“No one realises how beautiful it is to travel until he comes home and rests his head on his old, familiar pillow.” - Lin Yutang
Home(s) of my parents
When my parents tell me about their lives and homes, they make it sound so nostalgic and warm. Both my mother and father were born in 2 separate and comparable villages in the middle of Turkey, in Anatolia. They wereboth one of many children in their household. In those days and that region, families would all live together. Many generations, grandparents, parents, children, grandchildren, mothers, fathers, aunts, uncles, nieces, nephews, sisters, brothers, daughters, sons… Everyone would live together, help each other out, eating together, playing together, and also sleeping together. The beds would be folded out on the floor in the evening and folded back up in the morning. The rooms would be multifunctional, the living room, would also function as a dining room and sleeping room. Talk about smart living ;)
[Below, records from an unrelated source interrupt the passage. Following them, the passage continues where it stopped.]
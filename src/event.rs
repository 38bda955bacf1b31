//! Asynchronous protocol events
//!
//! The endpoint reports non-fatal protocol anomalies through a registered
//! event listener. Events never fail the call that detected them; each one
//! also bumps the matching counter in [`ShtpStats`](crate::endpoint::ShtpStats).

/// Listener for asynchronous protocol events
///
/// Invoked synchronously from `service` (receive-side events) or from `send`
/// (transmit-side events and any `service` pass pumped during a busy wait).
pub type EventListener<'a> = dyn FnMut(ShtpEvent) + 'a;

/// Protocol anomalies reported through the event listener
#[derive(Debug, Clone, Copy, PartialEq, Eq)]
#[cfg_attr(feature = "defmt", derive(defmt::Format))]
pub enum ShtpEvent {
    /// Received transfer (or its declared length) shorter than one header
    ShortFragment,
    /// First fragment declared a payload larger than the reassembly buffer
    TooLargePayload,
    /// Received frame addressed a channel outside the channel table
    BadRxChannel,
    /// `send` was asked to transmit on a channel outside the channel table
    BadTxChannel,
    /// Received fragment does not fit the assembly in progress
    BadFragment,
    /// Received sequence number differs from the expected one
    BadSequence,
    /// An assembly in progress was abandoned because of an incompatible fragment
    InterruptedPayload,
    /// An outbound cargo was aborted after a HAL write failure
    TxDiscard,
}
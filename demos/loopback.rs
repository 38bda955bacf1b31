//! SHTP Loopback Demo
//!
//! Host-side demonstration of the SHTP endpoint: two endpoints are wired
//! back-to-back through the mock HAL, one sends cargoes of various sizes,
//! the other reassembles and prints them.
//!
//! # Usage
//!
//! ```bash
//! cargo run --example loopback
//! ```
//!
//! # Expected Output
//!
//! ```text
//! channel 2: 3 bytes at t=1000us
//! channel 3: 256 bytes at t=2000us
//! 3 fragments on the wire
//! stats: 0 short fragments, 0 interrupted payloads
//! ```

use std::cell::RefCell;

use shtp::hal::mock::MockHal;
use shtp::{Endpoint, ShtpChannel, ShtpEvent};

fn main() {
    let deliveries = RefCell::new(Vec::new());
    let mut on_control = |payload: &[u8], timestamp_us: u64| {
        deliveries
            .borrow_mut()
            .push((u8::from(ShtpChannel::Control), payload.len(), timestamp_us));
    };
    let mut on_report = |payload: &[u8], timestamp_us: u64| {
        deliveries
            .borrow_mut()
            .push((u8::from(ShtpChannel::InputReport), payload.len(), timestamp_us));
    };
    let mut on_event = |event: ShtpEvent| println!("event: {:?}", event);

    let mut sender = Endpoint::open(MockHal::new()).expect("open sender");
    let mut receiver = Endpoint::open(MockHal::new()).expect("open receiver");
    receiver
        .listen(ShtpChannel::Control.into(), &mut on_control)
        .expect("listen control");
    receiver
        .listen(ShtpChannel::InputReport.into(), &mut on_report)
        .expect("listen input report");
    receiver.set_event_listener(&mut on_event);

    // A short control exchange and a report large enough to fragment
    sender
        .send(ShtpChannel::Control.into(), &[0xF9, 0x00, 0x01])
        .expect("send control");
    let report: Vec<u8> = (0..=255).collect();
    sender
        .send(ShtpChannel::InputReport.into(), &report)
        .expect("send report");

    // Carry frames across the "wire"
    let mut timestamp_us = 1_000;
    let mut fragments = 0;
    while let Some(frame) = sender.hal_mut().take_write() {
        receiver.hal_mut().push_read(&frame, timestamp_us);
        receiver.service().expect("service");
        timestamp_us += 1_000;
        fragments += 1;
    }

    for (channel, len, timestamp) in deliveries.borrow().iter() {
        println!("channel {}: {} bytes at t={}us", channel, len, timestamp);
    }
    println!("{} fragments on the wire", fragments);

    let stats = receiver.stats();
    println!(
        "stats: {} short fragments, {} interrupted payloads",
        stats.rx_short_fragments, stats.rx_interrupted_payloads
    );
}
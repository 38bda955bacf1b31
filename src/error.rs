//! Error types
//!
//! This module defines error types for the SHTP endpoint and its HAL seam.
//! HAL implementations map their bus-specific failures to `HalError`; the
//! endpoint wraps those in `ShtpError` alongside its own parameter checks.

use core::fmt;

/// Result type for SHTP operations
pub type Result<T> = core::result::Result<T, ShtpError>;

/// Endpoint-level errors
///
/// Protocol anomalies on the receive path are never surfaced here; they are
/// reported through the event listener and the statistics counters instead.
#[derive(Debug, Clone, Copy, PartialEq, Eq)]
pub enum ShtpError {
    /// Channel id out of range, or listener registration on channel 0
    InvalidChannel,
    /// Outbound cargo exceeds the maximum payload size
    PayloadTooLarge,
    /// The HAL reported a bus-level failure
    Hal(HalError),
}

/// Bus-level errors reported by a HAL implementation
#[derive(Debug, Clone, Copy, PartialEq, Eq)]
pub enum HalError {
    /// The transport could not be brought up
    OpenFailed,
    /// A bus transfer failed
    Bus,
    /// The device did not respond within the HAL's deadline
    Timeout,
}

impl From<HalError> for ShtpError {
    fn from(e: HalError) -> Self {
        ShtpError::Hal(e)
    }
}

impl fmt::Display for ShtpError {
    fn fmt(&self, f: &mut fmt::Formatter<'_>) -> fmt::Result {
        match self {
            ShtpError::InvalidChannel => write!(f, "invalid channel"),
            ShtpError::PayloadTooLarge => write!(f, "payload too large"),
            ShtpError::Hal(e) => write!(f, "HAL error: {}", e),
        }
    }
}

impl fmt::Display for HalError {
    fn fmt(&self, f: &mut fmt::Formatter<'_>) -> fmt::Result {
        match self {
            HalError::OpenFailed => write!(f, "transport open failed"),
            HalError::Bus => write!(f, "bus transfer failed"),
            HalError::Timeout => write!(f, "device timeout"),
        }
    }
}
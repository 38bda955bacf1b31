//! Endpoint logging
//!
//! The endpoint logs at three levels: lifecycle transitions (`log_info!`),
//! protocol anomalies that drop data (`log_warn!`), and anomalies the
//! protocol tolerates, like sequence skips (`log_debug!`). All three route
//! through one dispatcher: defmt when the `defmt` feature is enabled, stdout
//! in host test builds, nothing otherwise.

/// Route one record to defmt or the host console
#[doc(hidden)]
#[macro_export]
macro_rules! __shtp_log {
    ($level:ident, $tag:literal, $($arg:tt)*) => {
        #[cfg(feature = "defmt")]
        ::defmt::$level!($($arg)*);

        #[cfg(all(not(feature = "defmt"), test))]
        println!(concat!("[", $tag, "] {}"), format!($($arg)*));
    };
}

/// Log an endpoint lifecycle transition
#[macro_export]
macro_rules! log_info {
    ($($arg:tt)*) => {
        $crate::__shtp_log!(info, "INFO", $($arg)*)
    };
}

/// Log a protocol anomaly that discarded data
#[macro_export]
macro_rules! log_warn {
    ($($arg:tt)*) => {
        $crate::__shtp_log!(warn, "WARN", $($arg)*)
    };
}

/// Log a tolerated protocol anomaly
#[macro_export]
macro_rules! log_debug {
    ($($arg:tt)*) => {
        $crate::__shtp_log!(debug, "DEBUG", $($arg)*)
    };
}
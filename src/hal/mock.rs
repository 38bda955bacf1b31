//! Mock HAL for host-side testing
//!
//! [`MockHal`] is a scripted test double: tests queue inbound transfers with
//! timestamps, script write back-pressure and failures, and inspect the
//! frames the endpoint produced. [`MockClock`] is a manually-advanced
//! [`TimeSource`] for HAL implementations that need one.
//!
//! Panics on script misuse (oversized transfers, overfull queues); these are
//! test fixtures, not production paths.

use core::cell::Cell;

use heapless::{Deque, Vec};

use super::{ShtpHal, TimeSource, WriteOutcome, MAX_TRANSFER_IN, MAX_TRANSFER_OUT};
use crate::error::HalError;

/// Maximum queued transfers per direction
const SCRIPT_DEPTH: usize = 32;

/// Scripted in-memory transport
pub struct MockHal {
    open_error: Option<HalError>,
    opened: bool,
    closed: bool,
    inbound: Deque<(Vec<u8, MAX_TRANSFER_IN>, u64), SCRIPT_DEPTH>,
    read_error: Option<HalError>,
    busy_writes: u32,
    write_error: Option<HalError>,
    outbound: Deque<Vec<u8, MAX_TRANSFER_OUT>, SCRIPT_DEPTH>,
    write_attempts: u32,
}

impl MockHal {
    pub fn new() -> Self {
        Self {
            open_error: None,
            opened: false,
            closed: false,
            inbound: Deque::new(),
            read_error: None,
            busy_writes: 0,
            write_error: None,
            outbound: Deque::new(),
            write_attempts: 0,
        }
    }

    /// Make the next `open` fail with `error`
    pub fn fail_open(&mut self, error: HalError) {
        self.open_error = Some(error);
    }

    /// Queue one inbound transfer with its receive timestamp
    pub fn push_read(&mut self, bytes: &[u8], timestamp_us: u64) {
        let transfer =
            Vec::from_slice(bytes).expect("scripted transfer exceeds MAX_TRANSFER_IN");
        self.inbound
            .push_back((transfer, timestamp_us))
            .expect("mock inbound queue full");
    }

    /// Make the next `read` fail with `error` (one-shot)
    pub fn fail_next_read(&mut self, error: HalError) {
        self.read_error = Some(error);
    }

    /// Inbound transfers still queued
    pub fn pending_reads(&self) -> usize {
        self.inbound.len()
    }

    /// Answer the next `count` writes with [`WriteOutcome::Busy`]
    pub fn busy_for(&mut self, count: u32) {
        self.busy_writes = count;
    }

    /// Make every subsequent `write` fail with `error`
    pub fn fail_writes(&mut self, error: HalError) {
        self.write_error = Some(error);
    }

    /// Pop the oldest frame the endpoint wrote
    pub fn take_write(&mut self) -> Option<Vec<u8, MAX_TRANSFER_OUT>> {
        self.outbound.pop_front()
    }

    /// Frames written and accepted, still queued for inspection
    pub fn pending_writes(&self) -> usize {
        self.outbound.len()
    }

    /// Total `write` calls observed, including busy and failed attempts
    pub fn write_attempts(&self) -> u32 {
        self.write_attempts
    }

    pub fn is_open(&self) -> bool {
        self.opened && !self.closed
    }

    pub fn was_closed(&self) -> bool {
        self.closed
    }
}

impl Default for MockHal {
    fn default() -> Self {
        Self::new()
    }
}

impl ShtpHal for MockHal {
    fn open(&mut self) -> Result<(), HalError> {
        if let Some(error) = self.open_error {
            return Err(error);
        }
        self.opened = true;
        Ok(())
    }

    fn close(&mut self) {
        self.closed = true;
    }

    fn write(&mut self, frame: &[u8]) -> Result<WriteOutcome, HalError> {
        self.write_attempts += 1;
        if let Some(error) = self.write_error {
            return Err(error);
        }
        if self.busy_writes > 0 {
            self.busy_writes -= 1;
            return Ok(WriteOutcome::Busy);
        }
        let frame = Vec::from_slice(frame).expect("frame exceeds MAX_TRANSFER_OUT");
        self.outbound.push_back(frame).expect("mock outbound queue full");
        Ok(WriteOutcome::Accepted)
    }

    fn read(&mut self, buffer: &mut [u8]) -> Result<Option<(usize, u64)>, HalError> {
        if let Some(error) = self.read_error.take() {
            return Err(error);
        }
        match self.inbound.pop_front() {
            Some((transfer, timestamp_us)) => {
                let len = transfer.len().min(buffer.len());
                buffer[..len].copy_from_slice(&transfer[..len]);
                Ok(Some((len, timestamp_us)))
            }
            None => Ok(None),
        }
    }
}

/// Manually-advanced monotonic clock
pub struct MockClock {
    now_us: Cell<u64>,
}

impl MockClock {
    pub fn new() -> Self {
        Self { now_us: Cell::new(0) }
    }

    /// Move the clock forward
    pub fn advance_us(&self, us: u64) {
        self.now_us.set(self.now_us.get().wrapping_add(us));
    }
}

impl Default for MockClock {
    fn default() -> Self {
        Self::new()
    }
}

impl TimeSource for MockClock {
    fn now_us(&self) -> u64 {
        self.now_us.get()
    }
}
“There is nothing like staying at home for real comfort.” - Jane Austin
When my parents moved to the Netherlands, they would still live with a couple of families in the same building to save money. And when they started their own family, they moved out to live in a house of their own. I remember growing up visiting family and neighbours all the time. It felt very warm and welcoming. The older I got, the less we would visit each other. And the more I got used to the way of living in this time and region, which is more individualistic. When I moved to Japan and was living in Tokyo about a year, I recognised both the family oriented and individualistic way of living from the Turkish and Dutch cultures. I also recognised the multifunctional and compact way of living. Comparing the different cultures, cities, villages, rural areas, throughout time, I definitely see differences. The scenario’s have their own advantages and disadvantages.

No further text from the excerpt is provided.